Exercise:
The answer must be an exact reproduction of the lines from the start of the records below through the line containing "Hz rate; the", and nothing more.

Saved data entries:
┄┄┄┄┄┄┄┄┄┄┄┄┄┄┄┄┄┄┄┄
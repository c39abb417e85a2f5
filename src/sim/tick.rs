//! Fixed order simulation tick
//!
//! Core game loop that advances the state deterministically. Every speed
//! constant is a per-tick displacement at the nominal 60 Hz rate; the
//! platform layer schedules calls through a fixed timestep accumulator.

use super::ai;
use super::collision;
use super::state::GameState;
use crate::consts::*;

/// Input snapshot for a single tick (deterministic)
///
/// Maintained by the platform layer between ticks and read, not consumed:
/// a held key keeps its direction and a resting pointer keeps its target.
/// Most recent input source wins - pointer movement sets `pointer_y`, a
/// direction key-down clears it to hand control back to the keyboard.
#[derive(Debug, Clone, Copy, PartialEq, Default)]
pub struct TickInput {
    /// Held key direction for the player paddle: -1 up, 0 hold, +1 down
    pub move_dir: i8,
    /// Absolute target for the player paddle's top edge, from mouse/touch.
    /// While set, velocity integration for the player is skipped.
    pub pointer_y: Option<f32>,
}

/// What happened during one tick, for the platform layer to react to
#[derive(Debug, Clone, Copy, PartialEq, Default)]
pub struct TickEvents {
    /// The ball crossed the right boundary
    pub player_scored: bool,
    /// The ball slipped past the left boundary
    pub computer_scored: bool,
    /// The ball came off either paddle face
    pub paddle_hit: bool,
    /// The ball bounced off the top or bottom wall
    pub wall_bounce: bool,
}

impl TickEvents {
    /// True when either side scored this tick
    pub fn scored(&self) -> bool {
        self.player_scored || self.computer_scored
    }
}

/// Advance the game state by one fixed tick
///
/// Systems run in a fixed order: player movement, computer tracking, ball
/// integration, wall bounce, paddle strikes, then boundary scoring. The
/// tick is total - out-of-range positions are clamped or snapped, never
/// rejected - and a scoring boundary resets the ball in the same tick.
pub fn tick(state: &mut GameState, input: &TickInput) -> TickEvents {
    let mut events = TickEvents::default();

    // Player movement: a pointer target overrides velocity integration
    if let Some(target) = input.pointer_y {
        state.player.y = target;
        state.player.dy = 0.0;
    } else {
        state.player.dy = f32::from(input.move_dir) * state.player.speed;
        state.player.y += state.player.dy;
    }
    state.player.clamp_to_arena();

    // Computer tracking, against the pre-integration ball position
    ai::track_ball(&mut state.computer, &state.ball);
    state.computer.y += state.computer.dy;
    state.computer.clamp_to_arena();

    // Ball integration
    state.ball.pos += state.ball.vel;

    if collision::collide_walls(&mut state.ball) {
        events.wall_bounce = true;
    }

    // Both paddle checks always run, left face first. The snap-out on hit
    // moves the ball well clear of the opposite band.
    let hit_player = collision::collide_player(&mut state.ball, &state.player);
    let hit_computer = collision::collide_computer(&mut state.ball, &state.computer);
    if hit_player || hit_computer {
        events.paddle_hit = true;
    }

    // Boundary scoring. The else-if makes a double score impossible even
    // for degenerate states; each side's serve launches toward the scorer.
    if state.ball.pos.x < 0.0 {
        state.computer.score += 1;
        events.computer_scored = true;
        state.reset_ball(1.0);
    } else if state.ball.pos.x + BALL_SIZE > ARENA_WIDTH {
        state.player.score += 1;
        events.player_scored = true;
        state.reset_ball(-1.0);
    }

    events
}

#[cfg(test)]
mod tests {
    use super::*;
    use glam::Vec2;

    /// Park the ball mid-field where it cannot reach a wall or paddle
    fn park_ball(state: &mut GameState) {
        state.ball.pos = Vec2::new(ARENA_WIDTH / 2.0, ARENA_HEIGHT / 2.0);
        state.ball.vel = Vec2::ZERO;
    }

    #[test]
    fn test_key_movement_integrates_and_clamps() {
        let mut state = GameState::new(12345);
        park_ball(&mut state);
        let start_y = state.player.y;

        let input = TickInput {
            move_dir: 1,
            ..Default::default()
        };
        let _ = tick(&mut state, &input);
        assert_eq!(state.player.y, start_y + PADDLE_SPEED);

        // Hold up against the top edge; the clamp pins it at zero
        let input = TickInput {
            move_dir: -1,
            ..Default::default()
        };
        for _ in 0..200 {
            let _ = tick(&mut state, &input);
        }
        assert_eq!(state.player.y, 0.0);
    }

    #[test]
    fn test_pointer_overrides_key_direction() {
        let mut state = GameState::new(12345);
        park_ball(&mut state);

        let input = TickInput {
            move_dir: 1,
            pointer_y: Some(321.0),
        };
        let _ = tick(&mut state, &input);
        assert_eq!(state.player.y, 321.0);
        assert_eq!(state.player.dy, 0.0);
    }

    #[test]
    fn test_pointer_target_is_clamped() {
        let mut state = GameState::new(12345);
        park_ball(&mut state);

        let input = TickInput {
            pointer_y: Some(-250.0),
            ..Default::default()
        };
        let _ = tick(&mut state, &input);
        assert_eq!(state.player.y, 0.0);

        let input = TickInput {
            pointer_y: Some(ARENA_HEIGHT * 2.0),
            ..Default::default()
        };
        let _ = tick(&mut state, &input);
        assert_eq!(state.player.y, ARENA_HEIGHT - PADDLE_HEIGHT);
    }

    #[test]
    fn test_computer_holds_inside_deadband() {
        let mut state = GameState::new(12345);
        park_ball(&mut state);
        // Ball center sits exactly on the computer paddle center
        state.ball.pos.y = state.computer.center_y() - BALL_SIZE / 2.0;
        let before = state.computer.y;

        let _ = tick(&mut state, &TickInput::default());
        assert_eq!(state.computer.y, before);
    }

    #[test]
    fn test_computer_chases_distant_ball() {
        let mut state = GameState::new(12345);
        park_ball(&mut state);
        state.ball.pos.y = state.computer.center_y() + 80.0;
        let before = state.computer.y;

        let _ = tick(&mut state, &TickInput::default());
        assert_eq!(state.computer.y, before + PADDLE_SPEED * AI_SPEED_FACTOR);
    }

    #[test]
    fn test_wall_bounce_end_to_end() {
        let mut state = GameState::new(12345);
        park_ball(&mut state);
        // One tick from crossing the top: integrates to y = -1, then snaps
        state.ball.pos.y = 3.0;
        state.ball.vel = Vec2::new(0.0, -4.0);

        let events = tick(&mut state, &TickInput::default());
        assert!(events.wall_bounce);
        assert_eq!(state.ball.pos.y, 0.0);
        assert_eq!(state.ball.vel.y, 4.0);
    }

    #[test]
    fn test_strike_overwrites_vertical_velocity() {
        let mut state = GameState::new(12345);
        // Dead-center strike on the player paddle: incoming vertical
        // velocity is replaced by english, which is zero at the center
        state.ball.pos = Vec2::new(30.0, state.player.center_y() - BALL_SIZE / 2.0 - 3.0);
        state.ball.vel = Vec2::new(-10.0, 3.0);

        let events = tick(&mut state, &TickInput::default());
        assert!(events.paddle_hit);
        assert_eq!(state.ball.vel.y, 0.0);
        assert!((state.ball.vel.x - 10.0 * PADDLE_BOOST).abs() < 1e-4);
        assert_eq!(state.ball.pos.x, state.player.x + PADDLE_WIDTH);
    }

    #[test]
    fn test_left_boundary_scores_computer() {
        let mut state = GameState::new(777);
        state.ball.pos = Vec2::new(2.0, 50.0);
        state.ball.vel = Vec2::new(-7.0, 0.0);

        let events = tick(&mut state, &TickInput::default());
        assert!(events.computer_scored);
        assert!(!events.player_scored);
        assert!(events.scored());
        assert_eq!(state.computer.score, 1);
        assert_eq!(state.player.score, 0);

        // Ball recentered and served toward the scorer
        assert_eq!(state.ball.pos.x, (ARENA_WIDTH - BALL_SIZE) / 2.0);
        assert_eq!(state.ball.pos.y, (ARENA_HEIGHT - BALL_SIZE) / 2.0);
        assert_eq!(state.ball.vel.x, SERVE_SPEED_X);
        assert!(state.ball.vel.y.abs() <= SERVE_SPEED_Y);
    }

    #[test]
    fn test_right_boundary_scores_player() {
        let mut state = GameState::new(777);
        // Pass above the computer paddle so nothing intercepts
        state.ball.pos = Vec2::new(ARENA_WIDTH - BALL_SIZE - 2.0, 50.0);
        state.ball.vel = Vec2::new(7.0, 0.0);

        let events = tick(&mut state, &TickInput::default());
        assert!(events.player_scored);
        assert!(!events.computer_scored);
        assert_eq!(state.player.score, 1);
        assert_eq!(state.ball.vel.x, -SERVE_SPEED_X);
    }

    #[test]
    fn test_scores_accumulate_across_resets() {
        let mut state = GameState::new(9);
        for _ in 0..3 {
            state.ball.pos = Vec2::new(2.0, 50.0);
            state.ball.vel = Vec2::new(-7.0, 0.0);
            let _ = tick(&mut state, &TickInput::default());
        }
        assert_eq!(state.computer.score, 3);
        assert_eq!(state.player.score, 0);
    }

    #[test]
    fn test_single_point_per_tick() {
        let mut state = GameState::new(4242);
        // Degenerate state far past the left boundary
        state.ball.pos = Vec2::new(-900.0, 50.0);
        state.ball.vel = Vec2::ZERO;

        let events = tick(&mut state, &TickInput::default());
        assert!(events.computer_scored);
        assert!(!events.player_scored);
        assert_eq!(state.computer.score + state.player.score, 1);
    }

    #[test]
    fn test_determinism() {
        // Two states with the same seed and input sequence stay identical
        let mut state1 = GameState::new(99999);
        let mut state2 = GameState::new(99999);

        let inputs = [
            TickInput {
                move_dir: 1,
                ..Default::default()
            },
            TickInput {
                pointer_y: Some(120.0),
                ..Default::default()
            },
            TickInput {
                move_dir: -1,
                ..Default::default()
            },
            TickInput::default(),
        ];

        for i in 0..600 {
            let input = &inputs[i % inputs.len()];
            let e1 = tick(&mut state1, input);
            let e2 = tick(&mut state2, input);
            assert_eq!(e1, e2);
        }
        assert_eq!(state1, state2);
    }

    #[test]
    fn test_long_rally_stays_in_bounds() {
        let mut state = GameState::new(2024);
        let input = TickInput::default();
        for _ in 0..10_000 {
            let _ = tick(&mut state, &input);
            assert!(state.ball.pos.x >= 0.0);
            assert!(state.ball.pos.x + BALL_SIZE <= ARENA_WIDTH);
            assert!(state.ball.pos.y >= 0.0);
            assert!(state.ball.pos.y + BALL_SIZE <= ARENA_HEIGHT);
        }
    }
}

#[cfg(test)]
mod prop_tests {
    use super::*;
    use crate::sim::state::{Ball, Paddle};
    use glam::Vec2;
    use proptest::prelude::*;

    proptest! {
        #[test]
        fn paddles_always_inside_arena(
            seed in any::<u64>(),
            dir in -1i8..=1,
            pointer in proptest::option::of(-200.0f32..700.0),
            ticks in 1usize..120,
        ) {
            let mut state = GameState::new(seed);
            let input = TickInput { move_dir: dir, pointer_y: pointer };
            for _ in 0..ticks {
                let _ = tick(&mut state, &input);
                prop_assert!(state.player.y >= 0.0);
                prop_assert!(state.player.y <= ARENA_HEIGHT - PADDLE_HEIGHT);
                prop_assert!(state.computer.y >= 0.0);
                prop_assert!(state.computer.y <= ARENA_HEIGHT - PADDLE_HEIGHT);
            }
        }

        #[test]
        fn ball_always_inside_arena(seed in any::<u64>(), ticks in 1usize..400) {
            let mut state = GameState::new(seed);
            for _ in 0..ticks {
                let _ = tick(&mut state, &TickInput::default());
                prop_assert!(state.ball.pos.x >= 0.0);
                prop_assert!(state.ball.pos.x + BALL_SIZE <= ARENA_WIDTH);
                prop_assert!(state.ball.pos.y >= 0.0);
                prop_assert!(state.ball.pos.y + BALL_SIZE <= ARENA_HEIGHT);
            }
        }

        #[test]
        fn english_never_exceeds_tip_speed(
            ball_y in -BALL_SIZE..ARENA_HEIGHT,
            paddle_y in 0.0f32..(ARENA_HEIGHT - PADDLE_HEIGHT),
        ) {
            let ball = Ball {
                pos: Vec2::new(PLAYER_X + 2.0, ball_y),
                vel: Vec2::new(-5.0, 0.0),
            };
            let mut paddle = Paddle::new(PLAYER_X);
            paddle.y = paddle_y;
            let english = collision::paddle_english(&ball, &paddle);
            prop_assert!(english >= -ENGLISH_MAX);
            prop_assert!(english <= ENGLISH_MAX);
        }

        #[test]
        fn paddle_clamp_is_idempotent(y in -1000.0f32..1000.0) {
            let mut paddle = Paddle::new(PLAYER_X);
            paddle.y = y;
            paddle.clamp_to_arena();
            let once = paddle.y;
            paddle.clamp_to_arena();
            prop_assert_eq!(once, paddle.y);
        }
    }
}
┄┄┄┄┄┄┄┄┄┄┄┄┄┄┄┄┄┄┄┄
Answer to the exercise:
repository c39abb417e85a2f5
filename src/sim/tick.rs
//! Fixed order simulation tick
//!
//! Core game loop that advances the state deterministically. Every speed
//! constant is a per-tick displacement at the nominal 60 Hz rate; the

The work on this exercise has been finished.